Lazy, Drunk, Stupid ..but Homer's Still the World's Best Dad
Byline: Interview by EMMA HIBBS
HE'S the head of a famously dysfunctional family, he's a drunk, and he's far too fat - he's even been vilified by former President George Bush.
But this week DR KRIS JOZAJTIS, a lecturer in religious and film studies at Stirling University, will urge teachers to use Homer Simpson as a role model for children.
Here Kris, a father of four, reveals how Homer is shaping young morals - for the better.
HOMER Simpson is a great dad to his three children. As our youngsters grow up in a world where image is everything, Homer is an antidote to the superficial.
He isn't bothered what he looks like or what people think about him - he simply cares about his family and trying to do the right thing.
For instance, in one episode of The Simpsons, Homer's son Bart comes home from school moaning that he doesn't get all the computer games that his friends do.
Many parents today will understand just what that pressure is like.
But rather than dashing out and trying to offset his parental guilt with expensive presents, Homer makes his son laugh by clowning around.
By doing that, he shows he is able to give Bart what all children want more than anything - time and attention.
He also impresses upon his child that there is more to life than material goods.
Homer, a manual labourer in a nuclear power plant, is an individualist who teaches his kids not to worry too much about what others think of them.
He manages to chart his own course to avoid peer group pressure.
One of the ways he stands out from the crowd is by refusing to go to church. In one episode he skips Sunday service and has the best day of his life, while his wife Marge, fearful for his soul, prays fervently for him.
Then Homer sees God in a dream and says: "I'm a good man, I care about my kids - why do I have to go to church and be told I'm going to hell?"
God agrees with him and says: "You've got a point there."
Homer has proved it is possible to be good without having to go to church.

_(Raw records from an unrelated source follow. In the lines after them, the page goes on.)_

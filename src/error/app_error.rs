use axum::extract::rejection::{JsonRejection, PathRejection, QueryRejection};
use diesel_async::pooled_connection::PoolError;
use thiserror::Error;
use validator::ValidationErrors;

use crate::config::error::ConfigError;
use crate::error::DatabaseErrorConverter;

/// Message returned when an e-mail is already taken by another user.
pub const DUPLICATE_EMAIL_MESSAGE: &str = "E-mail já cadastrado.";

/// A single rejected input field.
#[derive(Debug, Clone, PartialEq, Eq)]
pub struct ValidationFieldError {
    pub field: String,
    pub message: String,
}

/// Application-wide error type.
///
/// Variants are grouped by how they surface to HTTP clients: input problems
/// (`Validation`, `BadRequest`), business rules (`DuplicateEmail`), absence
/// (`NotFound`) and failures the client cannot fix (everything else).
#[derive(Error, Debug)]
pub enum AppError {
    /// Resource not found error with entity, field, and value information
    #[error("Resource not found: {entity} with {field}={value}")]
    NotFound {
        entity: String,
        field: String,
        value: String,
    },

    /// Another user already owns the submitted e-mail
    #[error("{message}", message = DUPLICATE_EMAIL_MESSAGE)]
    DuplicateEmail,

    /// One entry per rejected field, ordered by field name
    #[error("Validation failed for {} field(s)", errors.len())]
    Validation { errors: Vec<ValidationFieldError> },

    /// Body or query string that could not be decoded
    #[error("Bad request: {message}")]
    BadRequest { message: String },

    /// Precondition violated by an internal caller
    #[error("Invalid argument: {message}")]
    InvalidArgument { message: String },

    /// Database operation error with operation context
    #[error("Database operation failed: {operation}")]
    Database {
        operation: String,
        #[source]
        source: anyhow::Error,
    },

    /// Configuration error with key information
    #[error("Configuration error: {key}")]
    Configuration {
        key: String,
        #[source]
        source: anyhow::Error,
    },

    /// Connection pool error
    #[error("Connection pool error")]
    ConnectionPool {
        #[source]
        source: anyhow::Error,
    },

    /// Internal error for unexpected failures
    #[error("Internal error")]
    Internal {
        #[source]
        source: anyhow::Error,
    },
}

impl AppError {
    /// Not-found error for a user looked up by id.
    pub fn user_not_found(id: i64) -> Self {
        AppError::NotFound {
            entity: "user".to_string(),
            field: "id".to_string(),
            value: id.to_string(),
        }
    }

    /// Missing-id error raised by the service boundary.
    pub fn missing_user_id() -> Self {
        AppError::InvalidArgument {
            message: "User id can't be null".to_string(),
        }
    }
}

impl From<anyhow::Error> for AppError {
    fn from(error: anyhow::Error) -> Self {
        AppError::Internal { source: error }
    }
}

impl From<diesel::result::Error> for AppError {
    fn from(error: diesel::result::Error) -> Self {
        DatabaseErrorConverter::convert_diesel_error(error, "database operation")
    }
}

impl From<bb8::RunError<PoolError>> for AppError {
    fn from(error: bb8::RunError<PoolError>) -> Self {
        AppError::ConnectionPool {
            source: anyhow::Error::from(error),
        }
    }
}

impl From<ConfigError> for AppError {
    fn from(error: ConfigError) -> Self {
        let key = match &error {
            ConfigError::ValidationError { field, .. } => field.clone(),
            _ => "settings".to_string(),
        };
        AppError::Configuration {
            key,
            source: anyhow::Error::from(error),
        }
    }
}

impl From<ValidationErrors> for AppError {
    fn from(errors: ValidationErrors) -> Self {
        let mut fields: Vec<ValidationFieldError> = errors
            .field_errors()
            .into_iter()
            .filter_map(|(field, field_errors)| {
                // One message per field, whatever the number of broken rules.
                field_errors.first().map(|error| ValidationFieldError {
                    field: field.to_string(),
                    message: error
                        .message
                        .as_ref()
                        .map(|m| m.to_string())
                        .unwrap_or_else(|| format!("{} is invalid", field)),
                })
            })
            .collect();
        fields.sort_by(|a, b| a.field.cmp(&b.field));

        AppError::Validation { errors: fields }
    }
}

impl From<JsonRejection> for AppError {
    fn from(rejection: JsonRejection) -> Self {
        AppError::BadRequest {
            message: rejection.body_text(),
        }
    }
}

impl From<PathRejection> for AppError {
    fn from(rejection: PathRejection) -> Self {
        AppError::BadRequest {
            message: rejection.body_text(),
        }
    }
}

impl From<QueryRejection> for AppError {
    fn from(rejection: QueryRejection) -> Self {
        AppError::BadRequest {
            message: rejection.body_text(),
        }
    }
}

/// Type alias for Result with AppError to simplify function signatures
pub type AppResult<T> = Result<T, AppError>;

To his kids - Bart, Lisa and Maggie - and to children everywhere, Homer shows the right thing to do is to act from your heart.
The Simpson family have often been described as dysfunctional by politicians, moral campaigners and pundits.
This seems to be based on Bart's rebelliousness and Homer's love of beer and TV. But the fact that the Simpson family is not perfect is what makes them so influential for our children.
They are a family with real failings who have real problems just like the rest of us. And, just like the rest of us, they try to muddle through.
Homer's concern for his children's worries, however minor, is something many of us busy parents could do well to emulate.
In one episode, Lisa doesn't get the part she wants in the school play. Homer helps her realise that every part is important, however small.
That's what life's about. Making children appreciate we all have a role to play in society however great or small.
There is also strong communication within the Simpson family, something often missing in our hectic real lives. …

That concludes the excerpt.